De héroes, sin heroínas
En la historia quedaron como héroes Eduardo Wilde y Guillermo Rawson que fueron médicos que se destacaron en sus publicaciones y estuvieron en el centro de la atención a los enfermos. También pintores que reflejaban las imágenes de la época, periodistas varios que narraban los hechos y denunciaban lo que ocurría en la zona sur de la ciudad, lo mismo que los miembros de la Iglesia, muchos curas y sacerdotes quedaron como héroes por su colaboración. Pero ¿quiénes faltan en esta historia? Obvio, las mujeres. Casi ni figuran en la historia que se cuenta sobre aquellos sucesos. Donde sí aparecen es en un cuadro del uruguayo Blanes que pintó ese mismo año y lo tituló “Episodio de la fiebre amarilla”. En él se puede ver a una mujer pobre tirada en el piso muerta, con un bebé que intenta tomar la teta. Si bien las mujeres hasta ese momento tenían prohibido todo tipo de autonomía y no tenían derechos políticos, por supuesto que trabajaban y muchas lo hacían en sus casas cosiendo para afuera, en tareas de limpieza, en los primeros talleres textiles o como maestras. Por eso es raro que no aparezcan en esta historia, porque se puede intuir que muchas deben haber muerto en condiciones durísimas y tantas otras deben haber sido parte de la lucha contra esta epidemia y tener un rol en la atención a los enfermos.
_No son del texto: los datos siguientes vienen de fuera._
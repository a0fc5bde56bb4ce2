// crates/netcheck-checks/src/checks/bgp.rs
// ============================================================================
// Module: BGP Checks
// Description: Peer counts, session health, and per-peer configuration.
// Purpose: Validate BGP state against address-family and peer descriptors.
// Dependencies: crate::checks, crate::inputs::bgp, netcheck-core
// ============================================================================

//! ## Overview
//! Two output shapes back the BGP checks: the summary view
//! (`show bgp summary vrf all`, per-VRF peer maps keyed by address) and the
//! neighbor view (`show bgp neighbors vrf all`, per-VRF `peerList` arrays).
//! Peers may be identified by session address or, for unnumbered sessions,
//! by interface name.

// ============================================================================
// SECTION: Imports
// ============================================================================

use netcheck_core::CheckResult;
use netcheck_core::CommandOutput;
use netcheck_core::ShowCommand;
use netcheck_core::StateCheck;
use serde::Deserialize;
use serde_json::Value;

use crate::checks::bool_label;
use crate::checks::require_json;
use crate::inputs::InputError;
use crate::inputs::bgp::BgpAddressFamily;
use crate::inputs::bgp::BgpPeer;
use crate::inputs::bgp::PeerRef;

// ============================================================================
// SECTION: Constants
// ============================================================================

/// Session state a healthy peer reports.
const ESTABLISHED: &str = "Established";

// ============================================================================
// SECTION: Shared Lookup
// ============================================================================

/// Finds a peer entry in the neighbor view of a VRF.
fn find_peer<'a>(root: &'a Value, peer: &BgpPeer) -> Option<&'a Value> {
    let list = root.get("vrfs")?.get(&peer.vrf)?.get("peerList")?.as_array()?;
    list.iter().find(|entry| match &peer.peer {
        PeerRef::Address(address) => {
            entry.get("peerAddress").and_then(Value::as_str) == Some(address)
        }
        PeerRef::Interface(interface) => {
            entry.get("ifName").and_then(Value::as_str) == Some(interface)
        }
    })
}

/// Renders a numeric field, labeling absent values.
fn numeric_or_not_found(entry: &Value, key: &str) -> String {
    entry
        .get(key)
        .and_then(Value::as_u64)
        .map_or_else(|| "Not Found".to_string(), |value| value.to_string())
}

// ============================================================================
// SECTION: Peer Count
// ============================================================================

/// Raw input for the peer-count check.
#[derive(Debug, Clone, Deserialize)]
#[serde(deny_unknown_fields)]
struct BgpPeerCountInput {
    /// Address families with expected peer counts.
    address_families: Vec<BgpAddressFamily>,
}

/// Verifies the peer count per address family and VRF.
#[derive(Debug, Clone, Deserialize)]
#[serde(try_from = "BgpPeerCountInput")]
pub struct BgpPeerCount {
    /// Address families with expected peer counts.
    address_families: Vec<BgpAddressFamily>,
}

impl BgpPeerCount {
    /// Creates the check after validating every family carries a count.
    ///
    /// # Errors
    ///
    /// Returns [`InputError`] when the list is empty or a family has no
    /// `num_peers`.
    pub fn new(address_families: Vec<BgpAddressFamily>) -> Result<Self, InputError> {
        if address_families.is_empty() {
            return Err(InputError::EmptyList("address_families"));
        }
        if address_families.iter().any(|family| family.num_peers.is_none()) {
            return Err(InputError::MissingField("num_peers"));
        }
        Ok(Self {
            address_families,
        })
    }
}

impl TryFrom<BgpPeerCountInput> for BgpPeerCount {
    type Error = InputError;

    fn try_from(input: BgpPeerCountInput) -> Result<Self, Self::Error> {
        Self::new(input.address_families)
    }
}

impl StateCheck for BgpPeerCount {
    fn name(&self) -> &'static str {
        "bgp_peer_count"
    }

    fn categories(&self) -> &'static [&'static str] {
        &["bgp"]
    }

    fn commands(&self) -> Vec<ShowCommand> {
        vec![ShowCommand::json_revision("show bgp summary vrf all", 1)]
    }

    fn verify(&self, outputs: &[CommandOutput], result: &mut CheckResult) {
        result.mark_success();
        let Some(root) = require_json(outputs, 0, result) else {
            return;
        };

        for family in &self.address_families {
            let Some(expected) = family.num_peers else {
                continue;
            };
            let Some(vrf_data) = root.get("vrfs").and_then(|vrfs| vrfs.get(&family.vrf))
            else {
                result.mark_failure(format!("{family} - VRF not configured"));
                continue;
            };
            let Some(peers) = vrf_data.get("peers").and_then(Value::as_object) else {
                result.mark_error(format!("{family} - Invalid output: 'peers' not found"));
                continue;
            };

            let count = peers
                .values()
                .filter(|peer| family_active(peer, family.eos_key(), family.check_peer_state))
                .count();
            let count = u64::try_from(count).unwrap_or(u64::MAX);
            if count != expected.get() {
                result.mark_failure(format!(
                    "{family} - Peer count mismatch - Expected: {expected} Actual: {count}"
                ));
            }
        }
    }
}

/// Decides whether a summary peer counts toward an address family.
fn family_active(peer: &Value, eos_key: &str, check_peer_state: bool) -> bool {
    let Some(family_data) = peer.get(eos_key) else {
        return false;
    };
    if !check_peer_state {
        return true;
    }
    peer.get("peerState").and_then(Value::as_str) == Some(ESTABLISHED)
        && family_data.get("afiSafiState").and_then(Value::as_str) == Some("negotiated")
}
En aquella época las mujeres tenían prohibido estudiar, la primera médica fue Cecilia Grierson quien recién se pudo graduar en 1889, 18 años después de la epidemia de fiebre amarilla. Esto indica que esta peste y los problemas en la salud de la población no fue preocupación suficiente como para pensar en incorporar a más personas en tareas sanitarias, por ejemplo a las mujeres, la mitad de la población. Hubo que esperar a la pelea de muchas mujeres como Cecilia para acceder a espacios universitarios, profesionales entre otras conquistas. Hoy, casi 150 años después el Malbrán, el único lugar donde hasta el momento se realizar los test para saber si tenés o no el Covid-19, cuenta con once bioquímicos, de ellos nueve son mujeres, en su mayoría trabajando bajo contratos precarios, con sueldos que no alcanzan a cubrir las necesidades.
No es paradoja de la historia, es un sistema de especulación y desigual que se sostiene.